▶ Records to process:
╭──

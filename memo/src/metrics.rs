use std::fmt;
use std::sync::atomic::{AtomicU64, Ordering};
use std::time::Instant;

use crossbeam_utils::CachePadded;

/// A thread-safe, internal metrics collector for the cache.
/// All fields are atomic to allow for lock-free updates.
#[derive(Debug)]
pub struct Metrics {
  // --- Lookups ---
  pub(crate) hits: CachePadded<AtomicU64>,
  pub(crate) fetches: CachePadded<AtomicU64>,
  pub(crate) fetch_failures: CachePadded<AtomicU64>,

  // --- Background refresh ---
  pub(crate) refreshes: CachePadded<AtomicU64>,
  pub(crate) refresh_failures: CachePadded<AtomicU64>,

  // --- Eviction / disposal ---
  pub(crate) removals: CachePadded<AtomicU64>,
  pub(crate) disposals: CachePadded<AtomicU64>,
  pub(crate) dispose_failures: CachePadded<AtomicU64>,

  created_at: Instant,
}

impl Default for Metrics {
  fn default() -> Self {
    Self {
      hits: CachePadded::new(AtomicU64::new(0)),
      fetches: CachePadded::new(AtomicU64::new(0)),
      fetch_failures: CachePadded::new(AtomicU64::new(0)),
      refreshes: CachePadded::new(AtomicU64::new(0)),
      refresh_failures: CachePadded::new(AtomicU64::new(0)),
      removals: CachePadded::new(AtomicU64::new(0)),
      disposals: CachePadded::new(AtomicU64::new(0)),
      dispose_failures: CachePadded::new(AtomicU64::new(0)),
      created_at: Instant::now(),
    }
  }
}

impl Metrics {
  pub(crate) fn new() -> Self {
    Self::default()
  }

  #[inline]
  pub(crate) fn incr(counter: &AtomicU64) {
    counter.fetch_add(1, Ordering::Relaxed);
  }

  /// Creates a point-in-time snapshot of the current metrics.
  pub(crate) fn snapshot(&self) -> MetricsSnapshot {
    let hits = self.hits.load(Ordering::Relaxed);
    let fetches = self.fetches.load(Ordering::Relaxed);
    let total_lookups = hits + fetches;

    MetricsSnapshot {
      hits,
      fetches,
      hit_ratio: if total_lookups == 0 {
        0.0
      } else {
        hits as f64 / total_lookups as f64
      },
      fetch_failures: self.fetch_failures.load(Ordering::Relaxed),
      refreshes: self.refreshes.load(Ordering::Relaxed),
      refresh_failures: self.refresh_failures.load(Ordering::Relaxed),
      removals: self.removals.load(Ordering::Relaxed),
      disposals: self.disposals.load(Ordering::Relaxed),
      dispose_failures: self.dispose_failures.load(Ordering::Relaxed),
      uptime_secs: self.created_at.elapsed().as_secs(),
    }
  }
}

/// A point-in-time, public-facing snapshot of the cache's metrics.
#[derive(Clone)]
pub struct MetricsSnapshot {
  /// Accesses served from a fresh value without fetching.
  pub hits: u64,
  /// Fetch invocations, whether caller-driven or background refreshes.
  pub fetches: u64,
  /// The hit ratio (hits / (hits + fetches)).
  pub hit_ratio: f64,
  /// Fetch invocations that returned an error.
  pub fetch_failures: u64,
  /// Successful background refresh firings.
  pub refreshes: u64,
  /// Background refresh firings that failed and disarmed refresh.
  pub refresh_failures: u64,
  /// Entries removed through `remove`.
  pub removals: u64,
  /// Disposal contracts run to completion without error.
  pub disposals: u64,
  /// Disposal contracts that returned an error.
  pub dispose_failures: u64,
  /// The number of seconds the cache has been running.
  pub uptime_secs: u64,
}

impl fmt::Debug for MetricsSnapshot {
  fn fmt(&self, f: &mut fmt::Formatter<'_>) -> fmt::Result {
    f.debug_struct("MetricsSnapshot")
      .field("hits", &self.hits)
      .field("fetches", &self.fetches)
      .field("hit_ratio", &format!("{:.2}%", self.hit_ratio * 100.0))
      .field("fetch_failures", &self.fetch_failures)
      .field("refreshes", &self.refreshes)
      .field("refresh_failures", &self.refresh_failures)
      .field("removals", &self.removals)
      .field("disposals", &self.disposals)
      .field("dispose_failures", &self.dispose_failures)
      .field("uptime_secs", &self.uptime_secs)
      .finish()
  }
}
use std::{future::Future, pin::Pin};

/// A trait for spawning a future onto an asynchronous runtime.
///
/// Background refresh tasks are spawned through this seam.
pub trait TaskSpawner: Send + Sync + 'static {
  /// Spawns a type-erased future.
  fn spawn(&self, future: Pin<Box<dyn Future<Output = ()> + Send>>);
}

/// Spawns onto Tokio, either the runtime of the calling task or a captured
/// runtime handle.
#[derive(Debug, Clone, Default)]
pub struct TokioSpawner(Option<tokio::runtime::Handle>);

impl TokioSpawner {
  /// Creates a spawner that uses whichever Tokio runtime is current when a
  /// task is spawned.
  pub fn new() -> Self {
    Self(None)
  }

  /// Creates a spawner bound to a specific runtime.
  pub fn with_handle(handle: tokio::runtime::Handle) -> Self {
    Self(Some(handle))
  }
}

impl TaskSpawner for TokioSpawner {
  fn spawn(&self, future: Pin<Box<dyn Future<Output = ()> + Send>>) {
    match &self.0 {
      Some(handle) => {
        handle.spawn(future);
      }
      None => {
        tokio::spawn(future);
      }
    }
  }
}
#![allow(dead_code)]

use std::sync::atomic::{AtomicUsize, Ordering};
use std::sync::Arc;
use std::time::Duration;

use fibre_memo::{AsyncDispose, BoxError, CacheError, Dispose, EntryListener, EvictionReason, FetchRequest};
use futures_util::future::BoxFuture;
use parking_lot::Mutex;

/// Builds a request whose value is the number of times its fetch function
/// has been invoked, starting at 1.
pub fn counting_request(key: &str, lifetime: Duration, calls: &Arc<AtomicUsize>) -> FetchRequest<usize> {
  let calls = calls.clone();
  FetchRequest::new(key, lifetime, move |_cancel| {
    let calls = calls.clone();
    async move { Ok::<_, BoxError>(calls.fetch_add(1, Ordering::SeqCst) + 1) }
  })
}

/// A value that counts how many times it has been disposed.
#[derive(Debug)]
pub struct Probe {
  pub id: usize,
  pub disposed: Arc<AtomicUsize>,
  pub fail: bool,
}

impl Dispose for Probe {
  fn dispose(&self) -> Result<(), BoxError> {
    self.disposed.fetch_add(1, Ordering::SeqCst);
    if self.fail {
      Err(format!("probe {} refused to close", self.id).into())
    } else {
      Ok(())
    }
  }
}

pub fn probe_request(key: &str, lifetime: Duration, calls: &Arc<AtomicUsize>, disposed: &Arc<AtomicUsize>) -> FetchRequest<Probe> {
  let calls = calls.clone();
  let disposed = disposed.clone();
  FetchRequest::new(key, lifetime, move |_cancel| {
    let id = calls.fetch_add(1, Ordering::SeqCst) + 1;
    let disposed = disposed.clone();
    async move {
      Ok::<_, BoxError>(Probe {
        id,
        disposed,
        fail: false,
      })
    }
  })
  .disposable()
}

/// The async counterpart of `Probe`.
#[derive(Debug)]
pub struct AsyncProbe {
  pub disposed: Arc<AtomicUsize>,
}

impl AsyncDispose for AsyncProbe {
  fn dispose_async(&self) -> BoxFuture<'_, Result<(), BoxError>> {
    Box::pin(async move {
      tokio::task::yield_now().await;
      self.disposed.fetch_add(1, Ordering::SeqCst);
      Ok(())
    })
  }
}

#[derive(Debug, Clone, PartialEq, Eq)]
pub enum Event {
  Evicted(String, EvictionReason),
  RefreshFailed(String),
  DisposeFailed(String, String),
}

/// Records every listener callback in order.
#[derive(Default, Clone)]
pub struct RecordingListener {
  pub events: Arc<Mutex<Vec<Event>>>,
}

impl RecordingListener {
  pub fn events(&self) -> Vec<Event> {
    self.events.lock().clone()
  }
}

impl EntryListener for RecordingListener {
  fn on_evict(&self, key: &str, reason: EvictionReason) {
    self.events.lock().push(Event::Evicted(key.to_string(), reason));
  }

  fn on_refresh_error(&self, key: &str, error: &CacheError) {
    assert!(matches!(error, CacheError::Fetch { .. }));
    self.events.lock().push(Event::RefreshFailed(key.to_string()));
  }

  fn on_dispose_error(&self, key: &str, error: &BoxError) {
    self
      .events
      .lock()
      .push(Event::DisposeFailed(key.to_string(), error.to_string()));
  }
}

╰──

Start printing at the line with "impl EntryListener for" and stop after the final line of the listing above, keeping every line exact.

▶ Task solution:
impl EntryListener for RecordingListener {
  fn on_evict(&self, key: &str, reason: EvictionReason) {
    self.events.lock().push(Event::Evicted(key.to_string(), reason));
  }

  fn on_refresh_error(&self, key: &str, error: &CacheError) {
    assert!(matches!(error, CacheError::Fetch { .. }));
    self.events.lock().push(Event::RefreshFailed(key.to_string()));
  }

  fn on_dispose_error(&self, key: &str, error: &BoxError) {
    self
      .events
      .lock()
      .push(Event::DisposeFailed(key.to_string(), error.to_string()));
  }
}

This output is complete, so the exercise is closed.